A Travessia do Coração
O mundo de Kara está se desintegrando: muito silencioso, muito estranho e cheio de vozes que não são dela. Em um momento, ela está correndo ao lado de um trem; no outro, ela se pergunta se seu coração ainda está batendo. Seus dias se confundem entre a realidade monótona e sonhos vívidos de dragões, castelos e um amor tão intenso que parece mais real do que a própria vida. Ela está se desintegrando ou acordando? O ar cheira a hortelã e perigo. Lordes sussurram segredos. Um salto em direção ao sol pode levá-la a um lugar completamente inesperado. Quando a fantasia irrompe em seu mundo cotidiano, Kara precisa decidir o que é real, e pelo que vale a pena arriscar tudo.
Capítulo 1
Kara olhou para a tela do computador. Ela se esforçou para se concentrar porque não parava de pensar em estar na cama com um namorado que não tinha. Se ela se permitisse pensar nisso, nunca terminaria de editar aquele documento.
Mas achava tudo muito chato.
Ela se sentou de repente quando ouviu passos altos correndo em direção à sua mesa. Sua cabeça ficou pesada de uma hora para outra. A sala começou a rodar. Ela se sentiu muito tonta e enjoada.
“Qual é o seu problema?” disse uma voz irritada. As palavras machucaram seus ouvidos.
“O quê?” Ela se virou. Ficou surpresa ao não encontrar ninguém ali.
A tontura desapareceu de repente. Ela se levantou e olhou para cima e para baixo no corredor entre as mesas.
Não havia ninguém em lugar nenhum.
A tontura voltou. Agora ela se encontrava em uma sala que parecia um castelo antigo de muito tempo atrás. Lamparinas a óleo iluminavam o ambiente. Ela podia sentir o cheiro de madeira queimando. Quando virou a cabeça um pouco, viu um fogo quente em uma enorme lareira de pedra.
Ela notou duas outras pessoas e se moveu para vê-las melhor. Elas usavam roupas de aparência estranha.
Então ela deu uma respiração grande e rápida.

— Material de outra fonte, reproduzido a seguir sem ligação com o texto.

//! Constraints on element text, attribute values and tool output values.

use std::fmt;

use regex::{Regex, RegexBuilder};
use serde::{Deserialize, Serialize};

use crate::error::ProfileError;

/// Serialized form of a content constraint, as written in profile files.
#[derive(Debug, Clone, PartialEq, Serialize, Deserialize)]
#[serde(tag = "type", rename_all = "snake_case", deny_unknown_fields)]
pub enum ContentDefinition {
    Constant {
        value: String,
    },
    OneOf {
        values: Vec<String>,
    },
    Regex {
        pattern: String,
        #[serde(default = "default_true")]
        case_sensitive: bool,
    },
    IntRange {
        #[serde(default)]
        min: Option<i64>,
        #[serde(default)]
        max: Option<i64>,
    },
    NonEmpty,
}

fn default_true() -> bool {
    true
}

impl ContentDefinition {
    pub fn compile(&self) -> Result<ContentConstraint, ProfileError> {
        let kind = match self {
            ContentDefinition::Constant { value } => ConstraintKind::Constant(value.clone()),
            ContentDefinition::OneOf { values } => ConstraintKind::OneOf(values.clone()),
            ContentDefinition::Regex {
                pattern,
                case_sensitive,
            } => {
                let regex = RegexBuilder::new(&format!("^(?:{pattern})$"))
                    .case_insensitive(!case_sensitive)
                    .build()
                    .map_err(|source| ProfileError::InvalidRegex {
                        pattern: pattern.clone(),
                        source,
                    })?;
                ConstraintKind::Regex {
                    pattern: pattern.clone(),
                    regex,
                }
            }
            ContentDefinition::IntRange { min, max } => {
                if let (Some(min), Some(max)) = (min, max)
                    && min > max
                {
                    return Err(ProfileError::definition(
                        "int_range",
                        format!("min {min} is greater than max {max}"),
                    ));
                }
                ConstraintKind::IntRange {
                    min: *min,
                    max: *max,
                }
            }
            ContentDefinition::NonEmpty => ConstraintKind::NonEmpty,
        };
        Ok(ContentConstraint { kind })
    }
}

#[derive(Debug, Clone)]
enum ConstraintKind {
    Constant(String),
    OneOf(Vec<String>),
    Regex { pattern: String, regex: Regex },
    IntRange { min: Option<i64>, max: Option<i64> },
    NonEmpty,
}

/// A compiled predicate over a string value.
#[derive(Debug, Clone)]
pub struct ContentConstraint {
    kind: ConstraintKind,
}

impl ContentConstraint {
    /// Checks `value`, returning a human-readable description on mismatch.
    pub fn check(&self, value: &str) -> Result<(), String> {
        let matches = match &self.kind {
            ConstraintKind::Constant(expected) => value == expected,
            ConstraintKind::OneOf(values) => values.iter().any(|candidate| candidate == value),
            ConstraintKind::Regex { regex, .. } => regex.is_match(value),
            ConstraintKind::IntRange { min, max } => match value.trim().parse::<i64>() {
                Ok(number) => {
                    min.is_none_or(|min| number >= min) && max.is_none_or(|max| number <= max)
                }
                Err(_) => false,
            },
            ConstraintKind::NonEmpty => !value.trim().is_empty(),
        };
        if matches {
            Ok(())
        } else {
            Err(format!("value '{value}' {self}"))
        }
    }
}

impl fmt::Display for ContentConstraint {
    /// The requirement phrased to follow a value, e.g. `must be exactly 'x'`.
    fn fmt(&self, f: &mut fmt::Formatter<'_>) -> fmt::Result {
        match &self.kind {
            ConstraintKind::Constant(expected) => write!(f, "must be exactly '{expected}'"),
            ConstraintKind::OneOf(values) => {
                let quoted: Vec<String> = values.iter().map(|v| format!("'{v}'")).collect();
                write!(f, "must be one of {}", quoted.join(", "))
            }
            ConstraintKind::Regex { pattern, .. } => write!(f, "must match '{pattern}'"),
            ConstraintKind::IntRange { min, max } => match (min, max) {
                (Some(min), Some(max)) => write!(f, "must be an integer in interval <{min}, {max}>"),
                (Some(min), None) => write!(f, "must be an integer at least {min}"),
                (None, Some(max)) => write!(f, "must be an integer at most {max}"),
                (None, None) => f.write_str("must be an integer"),
            },
            ConstraintKind::NonEmpty => f.write_str("must not be empty"),
        }
    }
}

/// Whether a content mismatch is an error or only a warning.
#[derive(Debug, Clone)]
pub enum ContentRequirement {
    Expected(ContentConstraint),
    Recommended(ContentConstraint),
}

impl ContentRequirement {
    /// Builds the requirement from the `expected`/`recommended` pair of a
    /// definition; setting both is rejected.
    pub fn from_pair(
        owner: &str,
        expected: Option<&ContentDefinition>,
        recommended: Option<&ContentDefinition>,
    ) -> Result<Option<Self>, ProfileError> {
        match (expected, recommended) {
            (Some(_), Some(_)) => Err(ProfileError::definition(
                owner,
                "expected and recommended content are mutually exclusive",
            )),
            (Some(definition), None) => Ok(Some(Self::Expected(definition.compile()?))),
            (None, Some(definition)) => Ok(Some(Self::Recommended(definition.compile()?))),
            (None, None) => Ok(None),
        }
    }
}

Kara se viu de volta ao escritório. Alguém tossiu.
O único cheiro próximo de fogo era pipoca queimada que alguém tinha deixado tempo demais no micro-ondas. Ela ficou ali por um bom tempo, olhando para a parede à sua frente.
O documento estava muito mal escrito. O cara não tinha se esforçado nem um pouco. Isso a fez se sentir um pouco menos preocupada. Mas então a próxima parte chamou sua atenção. Nem estava em português.
Ela copiou e colocou em um tradutor. Havia palavras sobre sexo ali.
Depois de olhar com surpresa, ela pensou que ele provavelmente queria mandar isso para a namorada. “Idiota.”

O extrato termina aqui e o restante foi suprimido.